Ketua Komite Tetap Industri Makanan dan Protein Kadin Thomas Darmawan mengatakan, mahalnya harga jeroan sejak di rumah potong hewan (RPH) terjadi lantaran banyaknya permintaan jeroan di dalam negeri. Sebabnya, banyak makanan tradisional dibuat dari jeroan sebagai bahan baku utamanya.
"Jangan samakan di Australia yang jadi makanan anjing dan kucing. Jeroan di Indonesia banyak yang konsumsi, masing-masing daerah punya kuliner dengan bahan baku sendiri, banyak menu dari jeroan. Kalau di Australia tak ada menu dari jeroan," ucapnya seperti yang dilangsir detikFinance, Minggu (17/7/2016).

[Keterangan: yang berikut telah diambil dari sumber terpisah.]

//! MRF Parse - summarize Monthly Report Form workbooks
//!
//! Each club submits a near-identical Excel workbook (an MRF). This library
//! reads a folder of them and builds one of three summaries:
//!
//! - district board feedback per club
//! - service, leadership and fellowship hours per club
//! - funds raised per charity per club
//!
//! The MRF's Annual Totals sheet holds formulas rather than numbers; the
//! [`core::reference`] module follows them to the real data ranges.
//!
//! # Example
//!
//! ```no_run
//! use chrono::Month;
//! use mrf_parse::core::{AggregateOptions, Aggregator};
//! use mrf_parse::excel::{ExportMetadata, SummaryExporter};
//! use mrf_parse::types::Procedure;
//! use std::path::Path;
//!
//! let options = AggregateOptions::new(Procedure::Hours, Month::December, 2019);
//! let report = Aggregator::new(options)?.run(Path::new("mrfs"))?;
//!
//! println!("Clubs: {}", report.processed);
//!
//! let metadata = ExportMetadata {
//!     title: "TOTAL HOURS PER TENET".to_string(),
//!     author: "mrf-parse".to_string(),
//! };
//! SummaryExporter::new(&report.table, metadata).export(Path::new("TOTAL HOURS PER TENET.xlsx"))?;
//! # Ok::<(), mrf_parse::error::MrfError>(())
//! ```

pub mod cli;
pub mod core;
pub mod error;
pub mod excel;
pub mod types;

// Re-export commonly used types
pub use error::{MrfError, MrfResult};
pub use types::{ClubRow, OutputNames, Procedure, RowValues, SummaryTable};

Thomas menyebut, meski jadi biang sumber kolesterol, menu kuliner daerah berbahan jeroan punya tempat tersendiri di masyarakat. Sehingga, kebutuhannya yang banyak namun pasokan dalam negeri sedikit, membuat harganya melambung tinggi.
"Betul penyebab kolesterol dan asam urat. Tapi masing-masing daerah punya selera, ada soto babat Madura, coto Makassar, empal gentong, kalau nggak pakai jeroan ya nggak enak dong. Buat kebijakan nasional jangan merugikan kuliner daerah," ungkapnya.
Selain itu, sambung Thomas, harga jeroan ini berkaitan erat dengan harga daging yang dijual pedagang.
"Di Indonesia ini agak aneh, kalau jeroan yang dipasok dari pemotongan sapi berkurang harga jeroan pasti naik. Kalau jeroan nggak laku di pasar, harga daging ikut naik," tutupnya.